[Stored items]:
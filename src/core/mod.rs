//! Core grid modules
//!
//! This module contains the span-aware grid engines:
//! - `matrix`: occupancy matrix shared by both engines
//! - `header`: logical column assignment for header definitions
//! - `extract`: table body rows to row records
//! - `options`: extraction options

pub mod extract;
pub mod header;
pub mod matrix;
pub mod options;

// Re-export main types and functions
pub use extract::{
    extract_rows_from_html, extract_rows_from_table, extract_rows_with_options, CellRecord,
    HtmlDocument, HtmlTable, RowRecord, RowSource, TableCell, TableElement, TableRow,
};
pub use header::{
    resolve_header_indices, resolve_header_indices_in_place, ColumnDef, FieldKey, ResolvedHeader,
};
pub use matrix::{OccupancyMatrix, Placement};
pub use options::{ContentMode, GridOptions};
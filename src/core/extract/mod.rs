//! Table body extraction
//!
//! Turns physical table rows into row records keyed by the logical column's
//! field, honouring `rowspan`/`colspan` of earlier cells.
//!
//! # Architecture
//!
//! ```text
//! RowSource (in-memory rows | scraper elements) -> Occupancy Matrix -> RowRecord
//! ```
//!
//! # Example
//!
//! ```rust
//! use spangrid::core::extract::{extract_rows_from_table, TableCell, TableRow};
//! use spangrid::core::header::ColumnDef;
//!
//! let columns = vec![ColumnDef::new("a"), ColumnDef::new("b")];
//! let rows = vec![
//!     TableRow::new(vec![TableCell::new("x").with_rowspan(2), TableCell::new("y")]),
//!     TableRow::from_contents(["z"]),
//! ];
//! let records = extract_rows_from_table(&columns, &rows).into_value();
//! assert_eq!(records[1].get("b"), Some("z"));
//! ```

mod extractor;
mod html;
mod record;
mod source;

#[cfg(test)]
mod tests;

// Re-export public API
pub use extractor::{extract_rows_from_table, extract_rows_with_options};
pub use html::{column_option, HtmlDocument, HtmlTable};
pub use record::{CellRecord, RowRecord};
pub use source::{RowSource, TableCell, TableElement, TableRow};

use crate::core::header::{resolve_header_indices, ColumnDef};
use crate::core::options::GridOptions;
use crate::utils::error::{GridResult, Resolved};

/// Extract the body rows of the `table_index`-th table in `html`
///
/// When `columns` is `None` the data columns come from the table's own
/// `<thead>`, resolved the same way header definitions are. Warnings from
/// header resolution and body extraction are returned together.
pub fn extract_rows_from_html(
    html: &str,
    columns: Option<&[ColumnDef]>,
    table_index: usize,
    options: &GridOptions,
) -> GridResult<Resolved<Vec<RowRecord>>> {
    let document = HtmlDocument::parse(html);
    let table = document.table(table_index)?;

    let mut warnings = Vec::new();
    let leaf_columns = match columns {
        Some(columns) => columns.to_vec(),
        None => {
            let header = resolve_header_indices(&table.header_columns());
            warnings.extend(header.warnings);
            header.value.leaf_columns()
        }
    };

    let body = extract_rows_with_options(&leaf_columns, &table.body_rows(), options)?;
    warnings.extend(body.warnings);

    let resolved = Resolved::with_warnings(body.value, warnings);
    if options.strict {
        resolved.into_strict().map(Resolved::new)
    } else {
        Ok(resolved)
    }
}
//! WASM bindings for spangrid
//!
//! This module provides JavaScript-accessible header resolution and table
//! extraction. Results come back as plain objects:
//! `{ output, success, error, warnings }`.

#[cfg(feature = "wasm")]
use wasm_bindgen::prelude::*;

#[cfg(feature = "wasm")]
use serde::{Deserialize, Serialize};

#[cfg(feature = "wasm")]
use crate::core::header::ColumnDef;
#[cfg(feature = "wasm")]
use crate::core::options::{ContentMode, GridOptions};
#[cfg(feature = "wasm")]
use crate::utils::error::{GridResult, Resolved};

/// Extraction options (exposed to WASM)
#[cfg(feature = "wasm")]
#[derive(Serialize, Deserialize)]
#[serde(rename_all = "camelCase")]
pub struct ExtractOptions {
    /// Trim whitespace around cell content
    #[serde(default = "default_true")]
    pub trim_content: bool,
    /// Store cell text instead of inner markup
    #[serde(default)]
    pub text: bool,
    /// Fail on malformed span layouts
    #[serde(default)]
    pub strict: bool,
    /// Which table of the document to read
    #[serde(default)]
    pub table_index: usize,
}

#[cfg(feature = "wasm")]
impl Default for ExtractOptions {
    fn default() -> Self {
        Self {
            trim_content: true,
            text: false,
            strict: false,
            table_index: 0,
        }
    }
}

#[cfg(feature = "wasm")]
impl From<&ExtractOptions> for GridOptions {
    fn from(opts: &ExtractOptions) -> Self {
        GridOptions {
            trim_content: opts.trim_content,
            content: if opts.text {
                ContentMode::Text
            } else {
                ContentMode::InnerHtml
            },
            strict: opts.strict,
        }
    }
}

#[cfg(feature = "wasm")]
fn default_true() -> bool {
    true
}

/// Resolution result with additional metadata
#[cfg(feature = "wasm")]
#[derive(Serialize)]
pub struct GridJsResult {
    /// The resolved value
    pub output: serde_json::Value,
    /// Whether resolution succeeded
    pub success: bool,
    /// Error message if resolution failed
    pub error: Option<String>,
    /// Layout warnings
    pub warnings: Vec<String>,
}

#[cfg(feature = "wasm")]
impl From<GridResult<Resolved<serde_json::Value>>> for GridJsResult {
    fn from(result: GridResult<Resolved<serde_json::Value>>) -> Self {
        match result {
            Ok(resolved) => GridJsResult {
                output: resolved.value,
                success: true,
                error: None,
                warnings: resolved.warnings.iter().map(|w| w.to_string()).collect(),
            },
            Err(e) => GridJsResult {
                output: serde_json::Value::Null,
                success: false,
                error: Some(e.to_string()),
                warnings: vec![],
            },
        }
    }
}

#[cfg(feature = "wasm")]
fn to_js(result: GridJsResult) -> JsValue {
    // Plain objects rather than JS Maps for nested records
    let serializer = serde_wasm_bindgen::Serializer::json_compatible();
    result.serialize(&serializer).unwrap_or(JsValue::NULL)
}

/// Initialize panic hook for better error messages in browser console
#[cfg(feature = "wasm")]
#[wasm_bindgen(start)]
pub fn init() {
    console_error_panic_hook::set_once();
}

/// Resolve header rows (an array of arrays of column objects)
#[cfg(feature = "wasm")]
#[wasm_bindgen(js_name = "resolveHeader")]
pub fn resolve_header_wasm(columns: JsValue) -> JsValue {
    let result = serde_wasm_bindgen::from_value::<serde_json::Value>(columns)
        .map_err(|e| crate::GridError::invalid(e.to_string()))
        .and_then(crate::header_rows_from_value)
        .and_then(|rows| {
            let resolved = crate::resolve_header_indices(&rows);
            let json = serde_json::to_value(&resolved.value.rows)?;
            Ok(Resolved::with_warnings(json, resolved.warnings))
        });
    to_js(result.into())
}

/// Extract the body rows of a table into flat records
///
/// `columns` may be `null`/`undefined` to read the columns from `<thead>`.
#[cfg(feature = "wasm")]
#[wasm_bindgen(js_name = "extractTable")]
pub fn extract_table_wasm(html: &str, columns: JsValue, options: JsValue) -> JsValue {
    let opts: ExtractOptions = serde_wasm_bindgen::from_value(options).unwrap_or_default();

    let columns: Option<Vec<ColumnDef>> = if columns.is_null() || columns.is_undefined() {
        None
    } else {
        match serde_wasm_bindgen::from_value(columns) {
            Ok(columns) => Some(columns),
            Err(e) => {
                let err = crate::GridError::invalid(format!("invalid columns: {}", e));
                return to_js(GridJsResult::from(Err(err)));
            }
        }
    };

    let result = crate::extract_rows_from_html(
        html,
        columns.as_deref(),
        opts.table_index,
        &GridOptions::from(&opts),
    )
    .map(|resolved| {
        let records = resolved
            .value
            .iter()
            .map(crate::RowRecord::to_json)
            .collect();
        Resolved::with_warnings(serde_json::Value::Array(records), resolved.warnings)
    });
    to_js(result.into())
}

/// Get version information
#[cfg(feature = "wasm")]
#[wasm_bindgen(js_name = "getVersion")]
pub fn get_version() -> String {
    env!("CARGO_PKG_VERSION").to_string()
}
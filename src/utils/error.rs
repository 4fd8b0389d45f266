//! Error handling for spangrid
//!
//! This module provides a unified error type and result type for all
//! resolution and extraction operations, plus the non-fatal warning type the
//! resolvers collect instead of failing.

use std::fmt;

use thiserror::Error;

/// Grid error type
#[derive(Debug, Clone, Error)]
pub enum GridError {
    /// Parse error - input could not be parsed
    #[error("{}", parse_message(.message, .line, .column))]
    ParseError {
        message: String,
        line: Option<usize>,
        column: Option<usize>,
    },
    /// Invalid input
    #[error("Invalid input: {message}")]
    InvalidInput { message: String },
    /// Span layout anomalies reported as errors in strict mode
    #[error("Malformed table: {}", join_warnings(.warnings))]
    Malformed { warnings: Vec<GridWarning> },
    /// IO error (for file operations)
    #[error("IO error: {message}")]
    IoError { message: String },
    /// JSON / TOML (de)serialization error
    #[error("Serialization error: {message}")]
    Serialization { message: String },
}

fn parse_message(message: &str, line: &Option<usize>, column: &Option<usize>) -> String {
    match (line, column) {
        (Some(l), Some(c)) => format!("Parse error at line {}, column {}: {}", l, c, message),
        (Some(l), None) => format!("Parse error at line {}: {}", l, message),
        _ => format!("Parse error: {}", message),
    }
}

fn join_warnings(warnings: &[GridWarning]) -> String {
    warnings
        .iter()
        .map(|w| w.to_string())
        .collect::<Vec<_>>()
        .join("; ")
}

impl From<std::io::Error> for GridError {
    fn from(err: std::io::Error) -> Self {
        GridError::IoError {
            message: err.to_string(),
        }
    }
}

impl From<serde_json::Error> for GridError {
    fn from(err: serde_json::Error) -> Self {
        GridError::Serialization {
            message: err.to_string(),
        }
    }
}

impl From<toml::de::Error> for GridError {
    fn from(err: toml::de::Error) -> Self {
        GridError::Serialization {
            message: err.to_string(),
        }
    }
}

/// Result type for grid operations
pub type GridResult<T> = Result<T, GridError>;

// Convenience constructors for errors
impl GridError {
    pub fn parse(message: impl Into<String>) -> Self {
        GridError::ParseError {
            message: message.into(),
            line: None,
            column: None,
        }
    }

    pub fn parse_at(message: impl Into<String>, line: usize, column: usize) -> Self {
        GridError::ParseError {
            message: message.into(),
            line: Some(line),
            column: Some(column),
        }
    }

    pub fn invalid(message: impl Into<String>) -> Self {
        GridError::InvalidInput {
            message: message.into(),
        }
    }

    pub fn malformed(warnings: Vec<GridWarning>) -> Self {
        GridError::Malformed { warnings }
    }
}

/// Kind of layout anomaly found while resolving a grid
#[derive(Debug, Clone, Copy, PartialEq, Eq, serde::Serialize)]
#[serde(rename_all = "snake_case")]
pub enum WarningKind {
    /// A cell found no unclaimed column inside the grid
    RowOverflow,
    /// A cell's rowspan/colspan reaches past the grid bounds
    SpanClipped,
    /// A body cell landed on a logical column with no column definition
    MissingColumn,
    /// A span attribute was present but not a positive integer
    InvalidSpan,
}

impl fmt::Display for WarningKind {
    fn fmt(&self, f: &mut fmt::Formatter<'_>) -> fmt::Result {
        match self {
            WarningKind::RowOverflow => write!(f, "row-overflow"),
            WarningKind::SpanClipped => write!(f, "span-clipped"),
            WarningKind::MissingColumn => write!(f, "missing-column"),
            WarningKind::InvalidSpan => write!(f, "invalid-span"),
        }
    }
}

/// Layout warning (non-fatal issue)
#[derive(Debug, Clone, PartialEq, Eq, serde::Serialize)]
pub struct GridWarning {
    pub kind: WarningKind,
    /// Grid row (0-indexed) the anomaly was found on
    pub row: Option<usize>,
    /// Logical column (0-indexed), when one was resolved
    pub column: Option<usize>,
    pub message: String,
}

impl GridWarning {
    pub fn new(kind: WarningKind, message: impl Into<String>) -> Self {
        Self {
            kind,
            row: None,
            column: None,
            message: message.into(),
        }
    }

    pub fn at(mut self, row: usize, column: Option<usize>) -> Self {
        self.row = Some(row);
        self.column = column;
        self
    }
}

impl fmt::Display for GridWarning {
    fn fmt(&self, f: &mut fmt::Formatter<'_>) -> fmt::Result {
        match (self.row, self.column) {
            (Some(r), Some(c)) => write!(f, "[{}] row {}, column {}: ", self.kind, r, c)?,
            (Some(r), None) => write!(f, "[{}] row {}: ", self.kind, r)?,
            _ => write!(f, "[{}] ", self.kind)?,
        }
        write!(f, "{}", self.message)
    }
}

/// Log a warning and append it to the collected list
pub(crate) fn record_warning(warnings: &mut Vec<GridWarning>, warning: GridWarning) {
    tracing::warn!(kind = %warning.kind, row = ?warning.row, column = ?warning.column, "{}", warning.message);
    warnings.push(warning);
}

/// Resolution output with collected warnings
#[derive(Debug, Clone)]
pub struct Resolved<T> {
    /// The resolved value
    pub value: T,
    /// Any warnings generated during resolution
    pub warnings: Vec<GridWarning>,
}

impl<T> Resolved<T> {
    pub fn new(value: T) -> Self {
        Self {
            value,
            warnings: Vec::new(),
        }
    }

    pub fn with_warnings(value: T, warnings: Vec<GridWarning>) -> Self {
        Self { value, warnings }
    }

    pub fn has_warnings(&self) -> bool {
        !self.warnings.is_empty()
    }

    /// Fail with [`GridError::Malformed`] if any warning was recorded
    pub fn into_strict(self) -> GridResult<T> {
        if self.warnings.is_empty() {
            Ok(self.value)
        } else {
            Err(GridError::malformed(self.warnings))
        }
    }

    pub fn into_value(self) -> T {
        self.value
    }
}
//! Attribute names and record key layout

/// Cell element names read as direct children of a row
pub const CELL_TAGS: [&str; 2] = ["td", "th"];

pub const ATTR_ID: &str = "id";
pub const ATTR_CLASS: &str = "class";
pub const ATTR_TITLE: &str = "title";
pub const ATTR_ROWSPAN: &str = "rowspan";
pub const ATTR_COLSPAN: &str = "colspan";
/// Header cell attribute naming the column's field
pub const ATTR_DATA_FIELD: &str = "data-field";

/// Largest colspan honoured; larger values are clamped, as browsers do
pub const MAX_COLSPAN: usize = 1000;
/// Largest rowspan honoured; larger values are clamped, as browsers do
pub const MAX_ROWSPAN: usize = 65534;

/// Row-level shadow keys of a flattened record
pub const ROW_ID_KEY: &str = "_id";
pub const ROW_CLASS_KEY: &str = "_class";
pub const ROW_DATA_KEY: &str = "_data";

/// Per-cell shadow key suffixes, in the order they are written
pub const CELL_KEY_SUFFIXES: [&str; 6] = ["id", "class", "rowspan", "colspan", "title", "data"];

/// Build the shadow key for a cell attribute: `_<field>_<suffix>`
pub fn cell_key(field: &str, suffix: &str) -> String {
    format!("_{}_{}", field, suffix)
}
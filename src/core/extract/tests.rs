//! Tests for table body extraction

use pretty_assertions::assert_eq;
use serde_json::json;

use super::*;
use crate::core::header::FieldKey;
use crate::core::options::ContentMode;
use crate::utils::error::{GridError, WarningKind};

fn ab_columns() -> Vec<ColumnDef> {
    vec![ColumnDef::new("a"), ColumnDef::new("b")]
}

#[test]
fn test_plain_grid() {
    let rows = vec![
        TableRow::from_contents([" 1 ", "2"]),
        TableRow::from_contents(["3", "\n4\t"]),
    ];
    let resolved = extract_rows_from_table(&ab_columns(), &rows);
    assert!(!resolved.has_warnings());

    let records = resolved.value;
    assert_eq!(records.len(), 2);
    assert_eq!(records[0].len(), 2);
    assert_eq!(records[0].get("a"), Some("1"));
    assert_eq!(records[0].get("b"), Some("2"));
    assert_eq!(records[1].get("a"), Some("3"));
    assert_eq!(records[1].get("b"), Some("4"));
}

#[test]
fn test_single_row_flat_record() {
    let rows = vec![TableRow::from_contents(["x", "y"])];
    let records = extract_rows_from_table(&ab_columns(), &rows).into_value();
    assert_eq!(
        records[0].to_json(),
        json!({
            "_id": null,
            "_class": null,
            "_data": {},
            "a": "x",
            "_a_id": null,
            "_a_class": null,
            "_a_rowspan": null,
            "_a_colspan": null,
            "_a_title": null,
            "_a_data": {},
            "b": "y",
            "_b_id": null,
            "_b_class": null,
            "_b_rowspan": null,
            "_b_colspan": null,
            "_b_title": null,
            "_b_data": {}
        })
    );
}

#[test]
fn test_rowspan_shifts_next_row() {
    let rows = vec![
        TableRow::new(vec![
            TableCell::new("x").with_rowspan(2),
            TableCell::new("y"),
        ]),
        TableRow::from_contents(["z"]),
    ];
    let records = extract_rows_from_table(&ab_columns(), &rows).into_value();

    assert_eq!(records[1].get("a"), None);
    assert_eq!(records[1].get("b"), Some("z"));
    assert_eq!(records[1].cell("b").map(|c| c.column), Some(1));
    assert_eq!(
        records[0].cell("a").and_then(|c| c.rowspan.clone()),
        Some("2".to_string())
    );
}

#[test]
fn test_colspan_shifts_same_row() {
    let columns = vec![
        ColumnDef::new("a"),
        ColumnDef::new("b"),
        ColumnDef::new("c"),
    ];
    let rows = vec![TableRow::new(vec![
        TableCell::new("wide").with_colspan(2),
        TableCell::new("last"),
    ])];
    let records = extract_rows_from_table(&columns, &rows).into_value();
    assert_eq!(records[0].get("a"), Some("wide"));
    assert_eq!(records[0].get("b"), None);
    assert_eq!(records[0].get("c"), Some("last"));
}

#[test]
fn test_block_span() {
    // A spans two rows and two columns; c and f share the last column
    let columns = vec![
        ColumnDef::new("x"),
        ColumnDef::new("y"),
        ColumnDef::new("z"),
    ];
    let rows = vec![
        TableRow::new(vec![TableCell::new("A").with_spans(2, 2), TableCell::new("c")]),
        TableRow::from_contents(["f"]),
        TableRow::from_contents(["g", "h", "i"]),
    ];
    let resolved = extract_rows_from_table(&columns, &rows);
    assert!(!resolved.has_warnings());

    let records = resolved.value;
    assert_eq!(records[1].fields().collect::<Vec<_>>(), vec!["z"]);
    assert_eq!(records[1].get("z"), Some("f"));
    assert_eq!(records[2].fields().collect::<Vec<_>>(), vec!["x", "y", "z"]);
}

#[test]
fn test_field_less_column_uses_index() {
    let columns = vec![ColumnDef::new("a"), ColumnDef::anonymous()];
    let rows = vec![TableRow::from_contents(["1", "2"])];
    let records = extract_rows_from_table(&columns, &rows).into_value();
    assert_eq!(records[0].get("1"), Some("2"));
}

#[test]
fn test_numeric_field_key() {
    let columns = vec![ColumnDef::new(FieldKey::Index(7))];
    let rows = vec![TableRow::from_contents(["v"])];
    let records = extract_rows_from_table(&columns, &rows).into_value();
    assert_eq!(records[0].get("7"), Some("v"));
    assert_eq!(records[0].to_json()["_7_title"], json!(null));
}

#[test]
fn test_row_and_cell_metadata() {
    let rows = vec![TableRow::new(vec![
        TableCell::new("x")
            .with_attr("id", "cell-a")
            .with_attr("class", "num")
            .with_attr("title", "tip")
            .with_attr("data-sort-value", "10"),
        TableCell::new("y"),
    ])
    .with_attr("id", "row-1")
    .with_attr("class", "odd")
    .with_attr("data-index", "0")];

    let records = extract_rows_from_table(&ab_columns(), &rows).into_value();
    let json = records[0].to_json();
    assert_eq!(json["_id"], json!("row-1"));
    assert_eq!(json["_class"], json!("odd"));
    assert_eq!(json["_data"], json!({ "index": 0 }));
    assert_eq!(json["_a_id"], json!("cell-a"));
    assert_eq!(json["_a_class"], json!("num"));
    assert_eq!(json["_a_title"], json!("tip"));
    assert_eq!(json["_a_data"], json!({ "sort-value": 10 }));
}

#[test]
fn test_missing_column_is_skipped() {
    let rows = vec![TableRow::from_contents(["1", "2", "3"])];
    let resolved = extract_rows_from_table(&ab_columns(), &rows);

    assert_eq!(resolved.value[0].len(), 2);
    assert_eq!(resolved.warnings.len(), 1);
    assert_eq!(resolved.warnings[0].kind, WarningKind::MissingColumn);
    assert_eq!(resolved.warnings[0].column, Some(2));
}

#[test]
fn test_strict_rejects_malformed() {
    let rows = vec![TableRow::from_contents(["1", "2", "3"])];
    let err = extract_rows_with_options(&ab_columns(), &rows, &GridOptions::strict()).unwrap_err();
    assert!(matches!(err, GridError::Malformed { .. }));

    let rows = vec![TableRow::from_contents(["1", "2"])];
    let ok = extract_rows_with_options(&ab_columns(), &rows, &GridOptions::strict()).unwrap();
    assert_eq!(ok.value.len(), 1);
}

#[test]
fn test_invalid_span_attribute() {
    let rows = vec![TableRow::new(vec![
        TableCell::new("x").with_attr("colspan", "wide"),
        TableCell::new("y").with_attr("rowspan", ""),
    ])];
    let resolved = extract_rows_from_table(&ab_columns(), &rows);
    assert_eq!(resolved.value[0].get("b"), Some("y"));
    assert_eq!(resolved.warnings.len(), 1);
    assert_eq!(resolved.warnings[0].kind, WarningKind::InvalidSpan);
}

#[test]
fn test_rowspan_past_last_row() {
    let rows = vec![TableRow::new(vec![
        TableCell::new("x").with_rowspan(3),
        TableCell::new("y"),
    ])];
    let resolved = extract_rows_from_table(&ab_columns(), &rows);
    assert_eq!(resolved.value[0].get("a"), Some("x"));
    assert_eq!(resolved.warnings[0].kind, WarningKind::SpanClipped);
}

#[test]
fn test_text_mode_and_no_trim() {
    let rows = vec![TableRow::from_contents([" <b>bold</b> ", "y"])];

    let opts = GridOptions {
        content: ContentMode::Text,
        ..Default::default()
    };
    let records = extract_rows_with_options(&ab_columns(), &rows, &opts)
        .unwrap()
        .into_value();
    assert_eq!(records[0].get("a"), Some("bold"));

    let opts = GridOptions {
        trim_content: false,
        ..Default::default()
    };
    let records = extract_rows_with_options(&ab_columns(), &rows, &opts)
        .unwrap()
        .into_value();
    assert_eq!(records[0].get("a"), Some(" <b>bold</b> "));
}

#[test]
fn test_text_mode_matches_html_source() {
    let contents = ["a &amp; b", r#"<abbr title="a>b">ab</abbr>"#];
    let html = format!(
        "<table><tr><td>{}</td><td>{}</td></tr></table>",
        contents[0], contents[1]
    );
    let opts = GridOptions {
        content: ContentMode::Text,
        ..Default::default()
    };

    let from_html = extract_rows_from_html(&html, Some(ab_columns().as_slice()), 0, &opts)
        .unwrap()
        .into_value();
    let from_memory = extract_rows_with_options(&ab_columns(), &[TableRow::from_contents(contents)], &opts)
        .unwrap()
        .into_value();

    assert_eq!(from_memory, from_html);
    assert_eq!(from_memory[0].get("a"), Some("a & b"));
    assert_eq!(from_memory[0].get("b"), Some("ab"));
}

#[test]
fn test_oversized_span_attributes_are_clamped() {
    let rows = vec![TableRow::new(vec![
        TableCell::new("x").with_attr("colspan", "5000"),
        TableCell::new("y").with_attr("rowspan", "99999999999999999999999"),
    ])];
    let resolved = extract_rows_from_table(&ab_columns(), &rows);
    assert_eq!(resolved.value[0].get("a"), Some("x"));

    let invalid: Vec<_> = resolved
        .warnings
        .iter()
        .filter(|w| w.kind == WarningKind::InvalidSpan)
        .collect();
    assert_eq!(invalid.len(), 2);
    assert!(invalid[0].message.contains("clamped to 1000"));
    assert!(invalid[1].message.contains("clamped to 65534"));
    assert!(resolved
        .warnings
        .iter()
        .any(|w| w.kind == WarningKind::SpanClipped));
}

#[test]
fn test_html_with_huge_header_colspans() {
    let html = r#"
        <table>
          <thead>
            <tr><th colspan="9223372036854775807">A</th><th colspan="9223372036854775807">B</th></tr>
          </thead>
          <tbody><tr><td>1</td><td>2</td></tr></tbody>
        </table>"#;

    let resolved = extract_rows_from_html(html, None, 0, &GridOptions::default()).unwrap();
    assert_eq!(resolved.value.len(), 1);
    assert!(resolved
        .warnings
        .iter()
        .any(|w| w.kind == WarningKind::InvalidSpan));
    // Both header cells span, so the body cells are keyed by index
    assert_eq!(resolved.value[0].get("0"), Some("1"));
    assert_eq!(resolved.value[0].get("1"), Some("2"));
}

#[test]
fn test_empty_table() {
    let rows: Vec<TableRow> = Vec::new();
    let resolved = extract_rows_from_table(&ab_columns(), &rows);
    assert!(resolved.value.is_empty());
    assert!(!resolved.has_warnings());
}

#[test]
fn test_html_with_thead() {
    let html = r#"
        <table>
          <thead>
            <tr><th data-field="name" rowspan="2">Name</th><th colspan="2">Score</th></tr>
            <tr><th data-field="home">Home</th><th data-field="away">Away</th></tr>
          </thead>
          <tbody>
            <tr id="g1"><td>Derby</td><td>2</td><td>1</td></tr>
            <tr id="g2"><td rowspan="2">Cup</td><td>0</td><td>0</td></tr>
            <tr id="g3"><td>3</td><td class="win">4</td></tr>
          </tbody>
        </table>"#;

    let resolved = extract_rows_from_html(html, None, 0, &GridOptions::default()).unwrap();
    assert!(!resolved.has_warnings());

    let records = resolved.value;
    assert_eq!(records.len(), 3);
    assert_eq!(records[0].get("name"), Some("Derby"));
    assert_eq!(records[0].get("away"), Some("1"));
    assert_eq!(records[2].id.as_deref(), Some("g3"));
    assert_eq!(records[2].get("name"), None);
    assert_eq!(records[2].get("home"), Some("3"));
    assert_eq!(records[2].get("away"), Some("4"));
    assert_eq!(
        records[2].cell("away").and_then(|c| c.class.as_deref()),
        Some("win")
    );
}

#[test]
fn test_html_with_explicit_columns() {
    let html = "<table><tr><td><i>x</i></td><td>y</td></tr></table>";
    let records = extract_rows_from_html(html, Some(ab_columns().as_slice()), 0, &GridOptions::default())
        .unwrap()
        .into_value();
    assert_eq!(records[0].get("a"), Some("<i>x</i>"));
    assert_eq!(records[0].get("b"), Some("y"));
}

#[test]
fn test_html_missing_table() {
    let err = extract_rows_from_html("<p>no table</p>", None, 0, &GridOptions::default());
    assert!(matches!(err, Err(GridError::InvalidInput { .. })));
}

[Task requirements]: Find the word "definitions" in the records and pull out each line that has it.

[Expected output]:
//! - `header`: logical column assignment for header definitions
/// `<thead>`, resolved the same way header definitions are. Warnings from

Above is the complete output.